Кастигон и основные силы Четвёртой роты атакуют первыми. Они спускаются по склону амфитеатра, словно багровое копье, нацеленное в сердце Освященных. Багровый — это цвет правосудия, а ещё это цвет гнева. А когда дело касается нас, то различий, по сути, нет.
Между застывшими воинами почти нет мест пригодных для движения бронетехники. Лишь избыток свободного времени позволил Освященным провести свои «Рино» вниз, к башне, окольными путями. Я замечаю, что предатели также бережно отнеслись к стоящим повсюду воинам, как и мы. Значимость этого факта пока является тайной для меня, а мои братья просто не обращают внимания на это.
Я выступаю с двумя штурмовыми отрядами. Они летят на реактивных ранцах, кометные хвосты прочерчивают в небе дугу их атаки. Я вновь разворачиваю свои кроваво-красные крылья, в их сотворении я чувствую руку Сангвиния. Мой примарх направляет мой полет. Направляет мою руку. Он рядом с моим плечом в тот момент, когда я обрушиваюсь на врага. Его гнев заключен в той смерти, которую я несу.
Освященные замечают нас. Наши наступающие наземные войска выпускают целый шквал болт-снарядов, подавляя сопротивление врага. Выстрелы, долетающие до нас, слишком рассеяны, чтобы сбить нас с пути к цели. Но мы всё же теряем брата Кимереса, когда удачно выпущенный снаряд пробивает его прыжковый ранец. И он взрывается. Объятый пламенем он падает на землю. Взрыв не убил его. И падение тоже. Хотя приземлился он плохо, получив ранения при ударе. Предатели не дают ему шанса опомниться.
Мы приземляемся между линиями обороны противника и башней. Наше оружие посылает смерть противнику. Штурмовые отряды прореживают ряды врагов болтерами. Пойманные перекрестным огнем, некоторые Освященные не могут сделать большего, чем просто умереть, их тела и броню покрывают выбоины попаданий. Мое сознание выходит за пределы меня самого. Я охватываю всё пространство до ближайшего «Рино». Я проделываю в ткани реальности широкий разрыв. Визжащий вихрь Имматериума проникает сквозь щель. Эти отступники продались Хаосу? Ну, тогда пора их отправить к нему. Бытие искривляется и рвётся. Энергии, не принадлежащие этой реальности, хищно сверкают, голодные и разрушительные. Вихрь вытягивает «Рино» с его позиции. Он сминает заднюю часть машины, искажая само её существование. Реальное и выдуманное, настоящее и невозможное встретились в одном объекте. Парадокс слишком сильный. «Рино» взрывается. Броня отслаивается, разрывается на куски и несётся сквозь воздух как гигантская шрапнель. Взрыв огромен. Это общий предсмертный рёв боеприпасов и прометиума. Окружающее пространство окатывается огнем. Стоит дикий звон. Дыра в материи закрывается, оставляя после себя выпотрошенные и вывернутые наизнанку тела.

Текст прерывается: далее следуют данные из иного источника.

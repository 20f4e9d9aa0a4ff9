///! Portal-to-portal visibility flow module

use std::sync::{
    atomic::{AtomicU8, Ordering},
    OnceLock,
};
use itertools::Itertools;
use rayon::prelude::*;
use crate::{
    geom::Plane,
    vis::{Bits, VisMap, VisPortal},
    winding::Winding,
};

/// Visibility clipping epsilon
pub const ON_EPSILON: f64 = 0.1;

/// Maximal count of points chain windings may have
pub const MAX_POINTS_ON_FIXED_WINDING: usize = 16;

/// Portal processing status
#[repr(u8)]
#[derive(Copy, Clone, Debug, PartialEq, Eq)]
pub enum PortalStatus {
    /// Not started yet
    None = 0,

    /// Some worker processes the portal
    Working = 1,

    /// Portal visibility is known
    Done = 2,
}

/// Point side relative to plane
#[derive(Copy, Clone, PartialEq, Eq)]
enum Side {
    Front,
    Back,
    On,
}

fn point_side(distance: f64) -> Side {
    if distance > ON_EPSILON {
        Side::Front
    } else if distance < -ON_EPSILON {
        Side::Back
    } else {
        Side::On
    }
}

/// Keep part of the winding in front of the plane. Windings that would get too many points are kept unclipped.
pub fn chop_winding(winding: &Winding, plane: &Plane) -> Option<Winding> {
    let dists = winding.points.iter().map(|point| plane.distance_to(*point)).collect_vec();
    let sides = dists.iter().map(|d| point_side(*d)).collect_vec();

    if !sides.contains(&Side::Back) {
        return Some(winding.clone());
    }
    if !sides.contains(&Side::Front) {
        return None;
    }

    let count = winding.points.len();
    let mut points = Vec::with_capacity(MAX_POINTS_ON_FIXED_WINDING);

    for i in 0..count {
        let p1 = winding.points[i];

        if points.len() == MAX_POINTS_ON_FIXED_WINDING {
            return Some(winding.clone());
        }

        if sides[i] == Side::On {
            points.push(p1);
            continue;
        }
        if sides[i] == Side::Front {
            points.push(p1);
        }

        let next = (i + 1) % count;
        if sides[next] == Side::On || sides[next] == sides[i] {
            continue;
        }

        if points.len() == MAX_POINTS_ON_FIXED_WINDING {
            return Some(winding.clone());
        }

        // split point, axial coordinates are exact
        let p2 = winding.points[next];
        let t = dists[i] / (dists[i] - dists[next]);
        let mut mid = p1 + (p2 - p1) * t;

        for axis in 0..3 {
            if plane.normal[axis] == 1.0 {
                mid[axis] = plane.distance;
            } else if plane.normal[axis] == -1.0 {
                mid[axis] = -plane.distance;
            }
        }

        points.push(mid);
    }

    Some(Winding::new(points))
} // chop_winding

/// Clip `target` by planes separating `source` and `pass`.
///
/// Candidate planes go through an edge of `source` and a vertex of `pass` and have the whole
/// `pass` on one side and `source` on the other. Normal clip keeps the `target` on the `pass`
/// side (the order is source, pass, target); `flip_clip` keeps it on the `source` side.
pub fn clip_to_separators(source: &Winding, pass: &Winding, target: Winding, flip_clip: bool) -> Option<Winding> {
    let mut target = target;
    let source_count = source.points.len();

    for (i, l) in (0..source_count).circular_tuple_windows() {
        let v1 = source.points[l] - source.points[i];

        for (j, pass_point) in pass.points.iter().enumerate() {
            let v2 = *pass_point - source.points[i];
            let normal = v1 % v2;

            let length = normal ^ normal;
            if length < ON_EPSILON {
                continue;
            }
            let normal = normal / length.sqrt();
            let mut plane = Plane { normal, distance: *pass_point ^ normal };

            // find out which side of the plane has the source
            let source_side = source
                .points
                .iter()
                .enumerate()
                .filter(|(k, _)| *k != i && *k != l)
                .map(|(_, point)| point_side(plane.distance_to(*point)))
                .find(|side| *side != Side::On);

            match source_side {
                None => continue,
                Some(Side::Front) => plane = plane.negate_direction(),
                Some(_) => {}
            }

            // all of the pass points must be on the front side
            let mut front = 0;
            let mut separates = true;
            for (k, point) in pass.points.iter().enumerate() {
                if k == j {
                    continue;
                }
                match point_side(plane.distance_to(*point)) {
                    Side::Back => {
                        separates = false;
                        break;
                    }
                    Side::Front => front += 1,
                    Side::On => {}
                }
            }

            if !separates || front == 0 {
                continue;
            }

            if flip_clip {
                plane = plane.negate_direction();
            }

            target = chop_winding(&target, &plane)?;
        }
    }

    Some(target)
} // clip_to_separators

/// Check if some winding point is in front of the plane
fn has_point_in_front(winding: &Winding, plane: &Plane) -> bool {
    winding.points.iter().any(|point| plane.distance_to(*point) > ON_EPSILON)
}

/// Check if some winding point is behind the plane
fn has_point_behind(winding: &Winding, plane: &Plane) -> bool {
    winding.points.iter().any(|point| plane.distance_to(*point) < -ON_EPSILON)
}

/// Rough visibility of a single portal
fn portal_flood(map: &VisMap, index: usize) -> Bits {
    let portal = &map.portals[index];
    let mut front = Bits::new(map.portals.len());

    for (other_index, other) in map.portals.iter().enumerate() {
        if other_index == index {
            continue;
        }

        if has_point_in_front(&other.winding, &portal.plane) && has_point_behind(&portal.winding, &other.plane) {
            front.set(other_index);
        }
    }

    let mut flood = Bits::new(map.portals.len());
    let mut stack = vec![portal.leaf];

    while let Some(leaf) = stack.pop() {
        for &next in &map.leafs[leaf].portals {
            if !front.get(next) || flood.get(next) {
                continue;
            }

            flood.set(next);
            stack.push(map.portals[next].leaf);
        }
    }

    flood
}

/// Calculate rough visibility of every portal
pub fn base_vis(map: &VisMap) -> Vec<Bits> {
    log::trace!("--- base_vis ---");

    (0..map.portals.len())
        .into_par_iter()
        .map(|index| portal_flood(map, index))
        .collect()
}

/// Portal processing order, the least complex ones first
pub fn sort_portals(flood: &[Bits], no_sort: bool) -> Vec<usize> {
    let mut order = (0..flood.len()).collect_vec();

    if !no_sort {
        order.sort_by_key(|index| flood[*index].count());
    }

    order
}

/// Single step of portal chain
struct ChainFrame {
    /// Cluster the step is in
    leaf: usize,

    /// Next portal of the cluster to check
    next_portal: usize,

    /// Portals that still might be seen
    might_see: Bits,

    /// Part of the base portal that sees the cluster
    source: Winding,

    /// Part of the previous portal seen through, `None` for the base cluster
    pass: Option<Winding>,
}

/// Portal visibility state shared by flow workers
struct FlowState<'a> {
    map: &'a VisMap,
    flood: &'a [Bits],
    status: Vec<AtomicU8>,
    results: Vec<OnceLock<Bits>>,
}

impl<'a> FlowState<'a> {
    /// Best known visibility of portal
    fn portal_vis(&self, index: usize) -> &Bits {
        match self.results[index].get() {
            Some(vis) => vis,
            None => &self.flood[index],
        }
    }

    /// Calculate exact visibility of the portal by walking all portal chains starting from it
    fn portal_flow(&self, base_index: usize) -> Bits {
        let map = self.map;
        let base: &VisPortal = &map.portals[base_index];

        let mut vis = Bits::new(map.portals.len());
        let mut chains = 0usize;

        let mut stack = vec![ChainFrame {
            leaf: base.leaf,
            next_portal: 0,
            might_see: self.flood[base_index].clone(),
            source: base.winding.clone(),
            pass: None,
        }];
        chains += 1;

        while let Some(frame) = stack.last_mut() {
            let Some(&index) = map.leafs[frame.leaf].portals.get(frame.next_portal) else {
                stack.pop();
                continue;
            };
            frame.next_portal += 1;

            let Some(frame) = stack.last() else {
                break;
            };

            if !frame.might_see.get(index) {
                continue;
            }

            // skip portals that can't show anything new
            let test = self.portal_vis(index);
            let mut might_see = frame.might_see.clone();
            let mut more = false;
            for ((dst, src), seen) in might_see.0.iter_mut().zip(&test.0).zip(&vis.0) {
                *dst &= *src;
                more |= *dst & !*seen != 0;
            }

            if !more && vis.get(index) {
                continue;
            }

            let portal = &map.portals[index];

            let d = base.plane.distance_to(portal.origin);
            let pass = if d < -portal.radius {
                continue;
            } else if d > portal.radius {
                portal.winding.clone()
            } else {
                match chop_winding(&portal.winding, &base.plane) {
                    Some(pass) => pass,
                    None => continue,
                }
            };

            let d = portal.plane.distance_to(base.origin);
            let source = if d > base.radius {
                continue;
            } else if d < -base.radius {
                frame.source.clone()
            } else {
                match chop_winding(&frame.source, &portal.plane.negate_direction()) {
                    Some(source) => source,
                    None => continue,
                }
            };

            let pass = match &frame.pass {
                // the second cluster can be blocked only if coplanar
                None => pass,
                Some(prev_pass) => {
                    let Some(pass) = clip_to_separators(&source, prev_pass, pass, false) else {
                        continue;
                    };
                    match clip_to_separators(prev_pass, &source, pass, true) {
                        Some(pass) => pass,
                        None => continue,
                    }
                }
            };

            vis.set(index);

            chains += 1;
            stack.push(ChainFrame {
                leaf: portal.leaf,
                next_portal: 0,
                might_see,
                source,
                pass: Some(pass),
            });
        }

        log::debug!(
            "portal:{:4} mightsee:{:4} cansee:{:4} ({} chains)",
            base_index,
            self.flood[base_index].count(),
            vis.count(),
            chains,
        );

        vis
    } // portal_flow
}

/// Calculate exact visibility of all portals. Workers take portals in `order`; results of
/// finished portals narrow the search of later ones. Portals that weren't processed are `None`.
pub fn final_vis(map: &VisMap, flood: &[Bits], order: &[usize], threads: usize) -> Vec<Option<Bits>> {
    log::trace!("--- final_vis ---");

    let state = FlowState {
        map,
        flood,
        status: (0..map.portals.len()).map(|_| AtomicU8::new(PortalStatus::None as u8)).collect(),
        results: (0..map.portals.len()).map(|_| OnceLock::new()).collect(),
    };

    let next_work = parking_lot::Mutex::new(0usize);
    let threads = if threads == 0 { rayon::current_num_threads() } else { threads };

    let worker = || loop {
        let work = {
            let mut next = next_work.lock();
            let work = *next;
            *next += 1;
            work
        };

        let Some(&index) = order.get(work) else {
            break;
        };

        state.status[index].store(PortalStatus::Working as u8, Ordering::Release);
        let vis = state.portal_flow(index);
        _ = state.results[index].set(vis);
        state.status[index].store(PortalStatus::Done as u8, Ordering::Release);
    };

    rayon::scope(|scope| {
        for _ in 0..threads {
            scope.spawn(|_| worker());
        }
    });

    state
        .results
        .into_iter()
        .zip(state.status)
        .map(|(result, status)| {
            if status.into_inner() == PortalStatus::Done as u8 { result.into_inner() } else { None }
        })
        .collect()
} // final_vis

#[cfg(test)]
mod tests {
    use super::*;
    use crate::{prtfile::{FilePortal, PortalFile}, vec3d};

    fn square(x: f64, y: (f64, f64)) -> Winding {
        Winding::new(vec![
            vec3d!(x, y.0, 0.0),
            vec3d!(x, y.0, 64.0),
            vec3d!(x, y.1, 64.0),
            vec3d!(x, y.1, 0.0),
        ])
    }

    #[test]
    fn chop_keeps_front() {
        let w = square(0.0, (0.0, 64.0));
        let plane = Plane { normal: vec3d!(0.0, 1.0, 0.0), distance: 16.0 };

        let chopped = chop_winding(&w, &plane).unwrap();
        assert_eq!(chopped.points.len(), 4);
        assert!(chopped.points.iter().all(|point| point.y >= 16.0));
        assert!(chopped.points.iter().any(|point| point.y == 16.0));

        let back = chop_winding(&w, &plane.negate_direction()).unwrap();
        assert!(back.points.iter().all(|point| point.y <= 16.0));
        assert!((back.area() + chopped.area() - w.area()).abs() < 1e-6);
        assert_eq!(chop_winding(&w, &Plane { normal: vec3d!(0.0, 1.0, 0.0), distance: -8.0 }), Some(w.clone()));
        assert_eq!(chop_winding(&w, &Plane { normal: vec3d!(0.0, 1.0, 0.0), distance: 100.0 }), None);
    }

    #[test]
    fn separators_hide_offset_target() {
        // source and pass are aligned openings, the target is far to the side
        let source = square(0.0, (0.0, 64.0));
        let pass = square(64.0, (0.0, 64.0));

        let aligned = square(128.0, (0.0, 64.0));
        assert!(clip_to_separators(&source, &pass, aligned, false).is_some());

        let offset = square(128.0, (512.0, 576.0));
        assert!(clip_to_separators(&source, &pass, offset, false).is_none());
    }

    /// Corridor of `count` clusters along x, portal `i` separates clusters `i` and `i + 1`
    fn corridor(count: u32) -> VisMap {
        let portals = (0..count - 1)
            .map(|index| FilePortal { clusters: [index, index + 1], winding: square(64.0 * (index + 1) as f64, (0.0, 64.0)).reversed() })
            .collect();

        VisMap::new(&PortalFile { cluster_count: count as usize, portals }).unwrap()
    }

    #[test]
    fn straight_corridor_is_visible() {
        let map = corridor(4);
        let flood = base_vis(&map);

        // forward portal of the first cluster floods through the whole corridor
        assert_eq!(flood[0].ones().collect_vec(), vec![2, 4]);
        assert!(flood[1].ones().next().is_none());

        let order = sort_portals(&flood, false);
        assert!(order.windows(2).all(|pair| flood[pair[0]].count() <= flood[pair[1]].count()));

        let vis = final_vis(&map, &flood, &order, 2);
        assert!(vis.iter().all(Option::is_some));
        assert_eq!(vis[0].as_ref().map(|vis| vis.ones().collect_vec()), Some(vec![2, 4]));
    }
}

// flow.rs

Я приземляюсь в окружении багровых молний. Я рефокусирую свои психические силы, сосредотачивая их на «Витарусе». Сияние клинка ослепляющее, словно кровь из сердца солнца. Я пробиваю им лицевую пластину атакующего меня предателя. Лезвие проходит сквозь броню, словно той вообще не было, и превращает мозги в кисель. Сила, потребовавшаяся на это убийство, пришла ко мне легко. Связи с энергиями здесь просто невероятны. Я чувствую, что мог бы стянуть луну Паллевона с орбиты и обрушить её на поле боя.
И есть ещё злоба. Её присутствие здесь ощутимо. Она огромна. Она наполняет меня своим тёмным экстазом. Внутри меня начинает шевелиться Красная жажда. Ничего не стоит поддаться ей, став безумным, все уничтожающим разрушителем. Жестокость, сквозящая в сообщения по воксу, свидетельствует, что мои братья столкнулись с этим феноменом в такой же мере. Мы на грани массового безумия.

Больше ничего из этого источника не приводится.